▶ [Available data]
########################################

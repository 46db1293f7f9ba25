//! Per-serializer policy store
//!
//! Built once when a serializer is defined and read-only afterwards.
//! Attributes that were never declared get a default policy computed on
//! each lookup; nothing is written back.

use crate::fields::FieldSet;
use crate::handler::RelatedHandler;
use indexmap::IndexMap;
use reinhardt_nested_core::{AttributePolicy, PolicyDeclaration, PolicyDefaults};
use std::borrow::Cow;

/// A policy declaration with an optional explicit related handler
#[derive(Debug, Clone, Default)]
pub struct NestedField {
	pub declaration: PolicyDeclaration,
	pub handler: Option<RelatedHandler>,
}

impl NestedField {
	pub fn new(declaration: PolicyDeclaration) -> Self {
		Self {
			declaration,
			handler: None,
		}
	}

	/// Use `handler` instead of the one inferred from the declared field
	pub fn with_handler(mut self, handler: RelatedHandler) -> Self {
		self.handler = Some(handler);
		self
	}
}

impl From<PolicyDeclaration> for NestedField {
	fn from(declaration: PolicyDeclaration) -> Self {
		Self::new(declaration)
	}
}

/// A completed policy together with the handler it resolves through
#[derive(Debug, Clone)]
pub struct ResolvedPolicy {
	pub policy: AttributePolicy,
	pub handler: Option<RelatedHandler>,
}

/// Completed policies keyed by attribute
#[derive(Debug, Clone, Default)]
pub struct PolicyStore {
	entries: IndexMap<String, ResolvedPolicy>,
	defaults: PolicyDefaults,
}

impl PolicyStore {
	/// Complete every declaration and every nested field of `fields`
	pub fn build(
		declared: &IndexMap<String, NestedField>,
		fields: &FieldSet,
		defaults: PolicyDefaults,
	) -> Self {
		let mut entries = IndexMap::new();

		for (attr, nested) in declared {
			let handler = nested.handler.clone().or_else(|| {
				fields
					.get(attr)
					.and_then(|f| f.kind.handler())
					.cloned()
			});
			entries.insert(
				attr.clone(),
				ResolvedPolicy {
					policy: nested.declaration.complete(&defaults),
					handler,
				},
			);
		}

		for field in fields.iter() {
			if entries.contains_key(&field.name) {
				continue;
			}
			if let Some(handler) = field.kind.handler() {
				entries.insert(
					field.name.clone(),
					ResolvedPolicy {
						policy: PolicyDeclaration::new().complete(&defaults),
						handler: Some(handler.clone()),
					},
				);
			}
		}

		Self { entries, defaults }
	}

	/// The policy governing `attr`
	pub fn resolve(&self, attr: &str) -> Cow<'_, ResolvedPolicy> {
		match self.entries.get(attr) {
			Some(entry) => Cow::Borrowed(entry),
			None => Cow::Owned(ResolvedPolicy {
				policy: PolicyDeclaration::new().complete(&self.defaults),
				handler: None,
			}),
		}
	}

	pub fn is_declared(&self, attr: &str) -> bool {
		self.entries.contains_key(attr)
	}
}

########################################

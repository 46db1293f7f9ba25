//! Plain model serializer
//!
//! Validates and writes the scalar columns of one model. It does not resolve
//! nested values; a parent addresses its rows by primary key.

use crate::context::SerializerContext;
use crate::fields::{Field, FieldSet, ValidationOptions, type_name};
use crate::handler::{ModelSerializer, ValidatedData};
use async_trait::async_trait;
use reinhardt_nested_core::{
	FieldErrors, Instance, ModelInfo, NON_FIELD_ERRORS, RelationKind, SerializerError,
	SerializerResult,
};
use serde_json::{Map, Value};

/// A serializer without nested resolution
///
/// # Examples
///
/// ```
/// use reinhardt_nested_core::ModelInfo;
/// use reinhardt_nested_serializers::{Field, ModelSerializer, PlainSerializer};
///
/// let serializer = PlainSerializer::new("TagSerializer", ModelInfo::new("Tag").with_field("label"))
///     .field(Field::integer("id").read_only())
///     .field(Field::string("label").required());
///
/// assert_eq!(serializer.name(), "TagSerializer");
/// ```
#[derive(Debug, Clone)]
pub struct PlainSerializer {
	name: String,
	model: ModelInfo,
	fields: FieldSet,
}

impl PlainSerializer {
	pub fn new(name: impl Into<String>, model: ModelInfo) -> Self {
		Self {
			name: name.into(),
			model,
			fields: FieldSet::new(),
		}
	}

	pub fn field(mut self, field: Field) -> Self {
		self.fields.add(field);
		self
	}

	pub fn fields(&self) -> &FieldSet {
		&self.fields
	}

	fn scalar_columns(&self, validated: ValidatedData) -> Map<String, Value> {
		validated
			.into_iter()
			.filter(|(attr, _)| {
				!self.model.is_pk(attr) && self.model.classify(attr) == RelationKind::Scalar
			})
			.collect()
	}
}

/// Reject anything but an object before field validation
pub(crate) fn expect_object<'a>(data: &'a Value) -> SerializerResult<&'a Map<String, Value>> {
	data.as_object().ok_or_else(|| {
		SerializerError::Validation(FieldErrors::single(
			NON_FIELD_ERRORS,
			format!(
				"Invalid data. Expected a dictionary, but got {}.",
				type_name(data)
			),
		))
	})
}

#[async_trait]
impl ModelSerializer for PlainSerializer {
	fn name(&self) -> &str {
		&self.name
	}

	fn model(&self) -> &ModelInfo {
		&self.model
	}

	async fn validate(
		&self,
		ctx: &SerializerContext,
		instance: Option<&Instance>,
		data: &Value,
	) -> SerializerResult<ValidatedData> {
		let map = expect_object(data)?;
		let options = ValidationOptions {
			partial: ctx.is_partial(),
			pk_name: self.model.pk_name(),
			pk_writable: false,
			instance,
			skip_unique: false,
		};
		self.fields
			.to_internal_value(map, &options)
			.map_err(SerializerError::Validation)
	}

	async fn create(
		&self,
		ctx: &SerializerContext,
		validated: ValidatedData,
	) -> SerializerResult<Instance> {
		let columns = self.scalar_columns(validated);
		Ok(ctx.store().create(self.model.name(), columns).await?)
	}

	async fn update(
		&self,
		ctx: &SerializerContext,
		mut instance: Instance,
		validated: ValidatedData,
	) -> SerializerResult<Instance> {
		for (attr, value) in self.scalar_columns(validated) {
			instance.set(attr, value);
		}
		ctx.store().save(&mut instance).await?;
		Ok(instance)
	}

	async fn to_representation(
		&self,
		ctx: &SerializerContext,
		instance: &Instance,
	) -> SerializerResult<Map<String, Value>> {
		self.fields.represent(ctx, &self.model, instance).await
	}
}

########################################

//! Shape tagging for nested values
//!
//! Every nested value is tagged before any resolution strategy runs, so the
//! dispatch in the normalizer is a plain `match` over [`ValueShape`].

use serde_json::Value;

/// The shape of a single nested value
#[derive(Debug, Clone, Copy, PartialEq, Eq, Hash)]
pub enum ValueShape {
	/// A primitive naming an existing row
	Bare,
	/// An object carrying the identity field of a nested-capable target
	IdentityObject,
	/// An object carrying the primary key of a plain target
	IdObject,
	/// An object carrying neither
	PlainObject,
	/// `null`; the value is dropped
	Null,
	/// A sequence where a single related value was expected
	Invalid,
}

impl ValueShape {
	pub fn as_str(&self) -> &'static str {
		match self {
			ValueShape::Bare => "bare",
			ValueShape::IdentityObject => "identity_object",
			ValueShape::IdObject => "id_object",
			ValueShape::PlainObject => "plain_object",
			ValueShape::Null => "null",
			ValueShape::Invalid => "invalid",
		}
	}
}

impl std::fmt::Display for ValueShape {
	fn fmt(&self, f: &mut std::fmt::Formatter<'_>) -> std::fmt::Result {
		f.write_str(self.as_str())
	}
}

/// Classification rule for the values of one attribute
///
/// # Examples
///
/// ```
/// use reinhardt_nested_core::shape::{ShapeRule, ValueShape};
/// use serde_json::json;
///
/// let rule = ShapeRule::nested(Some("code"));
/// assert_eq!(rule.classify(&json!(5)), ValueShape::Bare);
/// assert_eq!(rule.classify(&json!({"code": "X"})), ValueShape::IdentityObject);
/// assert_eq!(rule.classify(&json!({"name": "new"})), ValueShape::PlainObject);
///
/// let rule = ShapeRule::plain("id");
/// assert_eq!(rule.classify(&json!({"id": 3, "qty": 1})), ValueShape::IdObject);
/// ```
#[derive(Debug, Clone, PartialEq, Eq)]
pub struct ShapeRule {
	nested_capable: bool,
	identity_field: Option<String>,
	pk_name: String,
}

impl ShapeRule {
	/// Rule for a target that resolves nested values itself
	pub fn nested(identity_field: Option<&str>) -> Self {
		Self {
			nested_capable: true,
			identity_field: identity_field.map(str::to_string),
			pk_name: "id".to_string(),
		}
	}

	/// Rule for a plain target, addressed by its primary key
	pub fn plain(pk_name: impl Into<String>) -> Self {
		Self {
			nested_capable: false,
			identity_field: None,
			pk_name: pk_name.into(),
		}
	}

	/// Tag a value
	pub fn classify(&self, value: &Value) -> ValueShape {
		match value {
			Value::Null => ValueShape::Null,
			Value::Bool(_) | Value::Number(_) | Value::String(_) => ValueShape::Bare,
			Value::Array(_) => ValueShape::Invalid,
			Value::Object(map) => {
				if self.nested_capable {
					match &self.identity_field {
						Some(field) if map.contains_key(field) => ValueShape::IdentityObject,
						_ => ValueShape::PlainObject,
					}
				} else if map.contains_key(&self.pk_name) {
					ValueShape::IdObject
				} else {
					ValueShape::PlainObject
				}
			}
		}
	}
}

########################################

▶ [Problem to solve]
Within the material, find all lines that hold the word "PolicyStore" and show them.

▶ [Written response]
pub struct PolicyStore {
impl PolicyStore {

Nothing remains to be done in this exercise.